[K12OSN] HD boot-Format 1722kb floppy on Fedora Core 2

"Terrell Prudé, Jr." microman at cmosnetworks.com
Sat Oct 9 21:48:00 UTC 2004


Krsnendu dasa wrote:

>I am trying to set up booting from the hard drive on K12LTSP using Toms's
>boot disk. When I run the install on one of my servers (K12LTSP4.01) the
>floppies don't verify. I heard some floppy drives/ systems just don't work.
>So I tried it on another box (K12LTSP 4.1.0) and I get the message "Device
>not found" Does anyone have advice how to format 1722kb floppies using
>Fedora Core 2. This seems to be the sticking point.
>
>Perhaps there is another way to do this. If there is a 1.44 MB boot image
>that will allow me to format my HD so I can copy the etherboot image that
>might be easier. If someone can send an image that I can copy direct to 1.44
>floppy that would be fantastic! :-)
>
>Other suggestions welcome.
>
>
>Background: I have been using floppies to boot my client computers but have
>found them a. unreliable (many floppy disk errors) b. the floppy drive is
>used up by the boot floppy because c. if the kids take the floppies out they
>lose them.
>
>Etherboot BootROM nics are too expensive to get. I already have the hard
>drives and have no other use for them. I have about 8-9 like this
>
>My new terminals have PXE on the motherboard NIC. Much easier:>)
>
>  
>

There is indeed another way to do this (gotta love Free Software!).  I 
have a couple of 32MB Pentium I terminals here that boot to K12LTSP from 
the hard disk.  My NICs are 3Com 3C905 and Realtek 8129.  No floppy 
needed for these babies.  :-)  Basically, you simply cat the EtherBoot 
floppy to your hard disk.  Here's how I did it.
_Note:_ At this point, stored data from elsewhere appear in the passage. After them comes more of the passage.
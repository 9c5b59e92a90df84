//! Model-View-Intent (MVI) primitives.
//!
//! Every feature on the board and points screens keeps its state behind a
//! pure reducer; the shell dispatches intents and re-renders from the
//! returned state.
//!
//! ```text
//! gesture ──→ Intent ──→ Reducer ──→ State ──→ render
//! ```

mod intent;
mod reducer;
mod state;

pub use intent::Intent;
pub use reducer::Reducer;
pub use state::UiState;
//! VideoRemix AI Assistant.
//!
//! Answers free-text visitor questions from a fixed FAQ catalog and drives
//! the turn-based chat widget: user message, simulated thinking delay,
//! assistant reply typed out character by character, follow-up links.

mod catalog;
pub mod engine;
pub mod error;
pub mod knowledge;
pub mod matcher;
pub mod pacing;
pub mod quick_actions;
pub mod reveal;

pub use engine::{ConversationEngine, SubmitOutcome};
pub use error::AssistantError;
pub use knowledge::{KnowledgeBase, KnowledgeEntry};
pub use matcher::{lookup, MatchOutcome, Matcher, Reply};
pub use pacing::{DelayProvider, InstantDelay, JitteredDelay};
pub use quick_actions::{canned_reply, default_quick_actions, QuickAction};
pub use reveal::Typewriter;
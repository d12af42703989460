//! CLI argument definitions for the `remix` binary.
//!
//! Uses `clap` with derive macros.
//! Priority resolution: CLI args > env vars > config file > defaults.

use clap::{Parser, Subcommand};
use std::path::PathBuf;

use remix_core::RemixConfig;

/// VideoRemix AI Assistant in the terminal.
#[derive(Parser, Debug)]
#[command(name = "remix", version, about)]
pub struct CliArgs {
    /// Path to the configuration file.
    #[arg(short = 'c', long = "config", global = true)]
    pub config: Option<PathBuf>,

    /// Log level (trace, debug, info, warn, error).
    #[arg(short = 'l', long = "log-level", global = true)]
    pub log_level: Option<String>,

    /// JSON knowledge catalog to use instead of the built-in FAQ.
    #[arg(long = "catalog", global = true)]
    pub catalog: Option<PathBuf>,

    /// Skip the thinking delay and typing effect.
    #[arg(long = "instant", global = true)]
    pub instant: bool,

    #[command(subcommand)]
    pub command: Option<Command>,
}

#[derive(Subcommand, Debug, Clone, PartialEq, Eq)]
pub enum Command {
    /// Interactive chat (default).
    Chat,
    /// Answer a single question and exit.
    Ask {
        /// The question; multiple words are joined with spaces.
        #[arg(required = true, num_args = 1..)]
        question: Vec<String>,
    },
    /// Print the active knowledge catalog as JSON.
    Catalog,
}

impl CliArgs {
    /// Resolve the configuration file path.
    ///
    /// Priority: --config flag > REMIX_CONFIG env var > ~/.remix/config.toml.
    pub fn resolve_config_path(&self) -> PathBuf {
        if let Some(ref p) = self.config {
            return p.clone();
        }
        if let Ok(p) = std::env::var("REMIX_CONFIG") {
            return PathBuf::from(p);
        }
        default_config_path()
    }

    /// Resolve the log level.
    ///
    /// Priority: --log-level flag > config file value.
    pub fn resolve_log_level(&self, config_level: &str) -> String {
        self.log_level
            .clone()
            .unwrap_or_else(|| config_level.to_string())
    }

    /// Resolve the catalog path.
    ///
    /// Priority: --catalog flag > config file value. `None` means built-in.
    pub fn resolve_catalog_path(&self, config: &RemixConfig) -> Option<PathBuf> {
        self.catalog
            .clone()
            .or_else(|| config.knowledge.catalog_path.as_ref().map(PathBuf::from))
    }

    pub fn command(&self) -> Command {
        self.command.clone().unwrap_or(Command::Chat)
    }
}

/// Default config file path for the current platform.
fn default_config_path() -> PathBuf {
    #[cfg(target_os = "windows")]
    if let Ok(home) = std::env::var("USERPROFILE") {
        return PathBuf::from(home).join(".remix").join("config.toml");
    }
    #[cfg(not(target_os = "windows"))]
    if let Ok(home) = std::env::var("HOME") {
        return PathBuf::from(home).join(".remix").join("config.toml");
    }
    PathBuf::from("config.toml")
}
Make your EtherBoot boot floppy.  Grab something like Damn Small Linux 
(http://www.damnsmalllinux.org) and burn the ISO image to  a CD-R.  Boot 
your terminal with it.  D.S.L. has actually been shown to allow GUI 
access in 16MB DRAM on a 486!!  
(http://www.damnsmalllinux.org/486.html)  Of course, I would recommend 
no less than 32MB on the clients.

Once you're booted, pop your EtherBoot boot floppy in and do this:

  root at box# cat /dev/fd0 /dev/hda

What this will do is copy the contents of your EtherBoot floppy right to 
the hard disk, starting from Sector 0,0,1, thus over-writing your MBR 
and partition table (kiss that Windows 95 installation goodbye!  :-D ).  
Your computer will from then on boot from the EtherBoot code every time, 
just like from a really, Really, REALLY fast, HUUUUUGE "boot floppy."  
The above command assumes an IDE disk, since that tends to describe most 
older 486/Pentiums.  For SCSI disks, just replace "/dev/hda" with 
"/dev/sda"; D.S.L. correctly recognized my Adaptec 2930U, even though 
there's nothing on it.  Of course all of this assumes that you have only 
one disk drive of any sort in the box, or if there's also a CD-ROM 
drive, that the hard disk (if IDE) is the primary master; CD-ROMs should 
ideally be the secondary master, if present.